Collected data

Segment Open

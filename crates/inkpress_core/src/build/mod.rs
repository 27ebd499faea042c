//! Site build pipeline.
//!
//! # Responsibility
//! - Drive scan, check, render and write into one deterministic pass.
//! - Produce the publish directory the hosting branch consumes.
//!
//! # Invariants
//! - Check findings abort the build before anything is written.
//! - Draft posts never reach the output tree on a published build.
//! - The output directory is reset first, so rebuilding unchanged content
//!   yields byte-identical results.

use crate::check::{self, run_checks, CheckReport};
use crate::config::SiteConfig;
use crate::corpus::{CorpusError, FsPostRepository};
use crate::model::post::Post;
use crate::render::page;
use log::{error, info};
use std::collections::BTreeMap;
use std::error::Error;
use std::fmt::{Display, Formatter};
use std::fs;
use std::path::{Path, PathBuf};
use std::time::Instant;
use walkdir::WalkDir;

/// Marker file consumed by the hosting platform for custom domains.
const DOMAIN_MARKER_FILE: &str = "CNAME";

pub type BuildResult<T> = Result<T, BuildError>;

/// Pipeline error covering every stage of a build.
#[derive(Debug)]
pub enum BuildError {
    /// Corpus scan or parse failure.
    Corpus(CorpusError),
    /// Content checks reported findings.
    Checks(CheckReport),
    /// Output tree could not be written.
    Io {
        path: PathBuf,
        source: std::io::Error,
    },
}

impl Display for BuildError {
    fn fmt(&self, f: &mut Formatter<'_>) -> std::fmt::Result {
        match self {
            Self::Corpus(err) => write!(f, "{err}"),
            Self::Checks(report) => write!(f, "{report}"),
            Self::Io { path, source } => {
                write!(f, "build io error at `{}`: {source}", path.display())
            }
        }
    }
}

impl Error for BuildError {
    fn source(&self) -> Option<&(dyn Error + 'static)> {
        match self {
            Self::Corpus(err) => Some(err),
            Self::Checks(report) => Some(report),
            Self::Io { source, .. } => Some(source),
        }
    }
}

impl From<CorpusError> for BuildError {
    fn from(value: CorpusError) -> Self {
        Self::Corpus(value)
    }
}

/// Result of a successful build.
#[derive(Debug, Clone, PartialEq, Eq)]
pub struct BuildSummary {
    /// Post pages written.
    pub posts_built: usize,
    /// Draft posts excluded from the output set.
    pub drafts_skipped: usize,
    /// Tag listing pages written.
    pub tag_pages: usize,
    /// Sorted output paths relative to the publish directory.
    pub manifest: Vec<String>,
    /// Wall-clock build duration in milliseconds.
    pub duration_ms: u128,
}

/// Builds the site into `config.output_dir`.
///
/// Stages: corpus scan, content checks, page rendering, asset copy, domain
/// marker. Any check finding aborts before the output directory is touched.
///
/// # Side effects
/// - Resets and rewrites the output directory.
/// - Emits `site_build` logging events with counts and duration.
pub fn build_site(config: &SiteConfig) -> BuildResult<BuildSummary> {
    let started_at = Instant::now();
    info!(
        "event=site_build module=build status=start content_dir={} output_dir={}",
        config.content_dir.display(),
        config.output_dir.display()
    );

    let repo = FsPostRepository::new(&config.content_dir);
    let posts = repo.scan()?;

    let report = run_checks(&posts, &config.images_dir);
    if !report.is_clean() {
        error!(
            "event=site_build module=build status=error error_code=check_findings findings={}",
            report.findings.len()
        );
        return Err(BuildError::Checks(report));
    }

    let published: Vec<Post> = posts
        .iter()
        .filter(|post| config.include_drafts || post.is_published())
        .cloned()
        .collect();
    let drafts_skipped = posts.len() - published.len();

    reset_output_dir(&config.output_dir)?;
    let mut manifest: Vec<String> = Vec::new();

    for post in &published {
        let page_html = page::post_page(post, config);
        let relative = format!("posts/{}/index.html", post.slug);
        write_output(&config.output_dir, &relative, page_html.as_bytes())?;
        manifest.push(relative);
    }

    let index_html = page::index_page(&published, config);
    write_output(&config.output_dir, "index.html", index_html.as_bytes())?;
    manifest.push("index.html".to_string());

    let by_tag = group_by_tag(&published);
    let tag_pages = by_tag.len();
    for (tag, tagged) in by_tag {
        let tag_html = page::tag_page(&tag, &tagged, config);
        let relative = format!("tags/{tag}/index.html");
        write_output(&config.output_dir, &relative, tag_html.as_bytes())?;
        manifest.push(relative);
    }

    copy_images(&config.images_dir, &config.output_dir, &mut manifest)?;

    if let Some(domain) = &config.custom_domain {
        write_output(
            &config.output_dir,
            DOMAIN_MARKER_FILE,
            format!("{}\n", domain.trim()).as_bytes(),
        )?;
        manifest.push(DOMAIN_MARKER_FILE.to_string());
    }

    manifest.sort();

    if !config.include_drafts {
        let leaks = check::draft_leaks(&posts, &manifest);
        if !leaks.is_empty() {
            error!(
                "event=site_build module=build status=error error_code=draft_leak findings={}",
                leaks.len()
            );
            return Err(BuildError::Checks(CheckReport { findings: leaks }));
        }
    }

    let summary = BuildSummary {
        posts_built: published.len(),
        drafts_skipped,
        tag_pages,
        manifest,
        duration_ms: started_at.elapsed().as_millis(),
    };
    info!(
        "event=site_build module=build status=ok posts={} drafts_skipped={} tag_pages={} files={} duration_ms={}",
        summary.posts_built,
        summary.drafts_skipped,
        summary.tag_pages,
        summary.manifest.len(),
        summary.duration_ms
    );
    Ok(summary)
}

fn group_by_tag(posts: &[Post]) -> BTreeMap<String, Vec<Post>> {
    let mut by_tag: BTreeMap<String, Vec<Post>> = BTreeMap::new();
    for post in posts {
        for tag in &post.meta.tags {
            by_tag.entry(tag.clone()).or_default().push(post.clone());
        }
    }
    by_tag
}

fn reset_output_dir(output_dir: &Path) -> BuildResult<()> {
    if output_dir.exists() {
        fs::remove_dir_all(output_dir).map_err(|source| BuildError::Io {
            path: output_dir.to_path_buf(),
            source,
        })?;
    }
    fs::create_dir_all(output_dir).map_err(|source| BuildError::Io {
        path: output_dir.to_path_buf(),
        source,
    })
}

fn write_output(output_dir: &Path, relative: &str, contents: &[u8]) -> BuildResult<()> {
    let target = output_dir.join(relative);
    if let Some(parent) = target.parent() {
        fs::create_dir_all(parent).map_err(|source| BuildError::Io {
            path: parent.to_path_buf(),
            source,
        })?;
    }
    fs::write(&target, contents).map_err(|source| BuildError::Io {
        path: target,
        source,
    })
}

/// Copies the images directory into `output/images`, recording each file in
/// the manifest. A missing images directory is fine for text-only corpora.
fn copy_images(
    images_dir: &Path,
    output_dir: &Path,
    manifest: &mut Vec<String>,
) -> BuildResult<()> {
    if !images_dir.is_dir() {
        return Ok(());
    }
    for entry in WalkDir::new(images_dir).sort_by_file_name() {
        let entry = entry.map_err(|err| {
            let path = err
                .path()
                .map(Path::to_path_buf)
                .unwrap_or_else(|| images_dir.to_path_buf());
            let source = err
                .into_io_error()
                .unwrap_or_else(|| std::io::Error::other("walk error"));
            BuildError::Io { path, source }
        })?;
        if !entry.file_type().is_file() {
            continue;
        }
        let relative_asset = entry
            .path()
            .strip_prefix(images_dir)
            .unwrap_or(entry.path());
        let relative = format!("images/{}", relative_asset.display());
        let contents = fs::read(entry.path()).map_err(|source| BuildError::Io {
            path: entry.path().to_path_buf(),
            source,
        })?;
        write_output(output_dir, &relative, &contents)?;
        manifest.push(relative);
    }
    Ok(())
}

Segment Closed

**Exercise:** Whichever lines of the data include the word "BuildSummary", pull them out.

**Task output:**
pub struct BuildSummary {
pub fn build_site(config: &SiteConfig) -> BuildResult<BuildSummary> {
    let summary = BuildSummary {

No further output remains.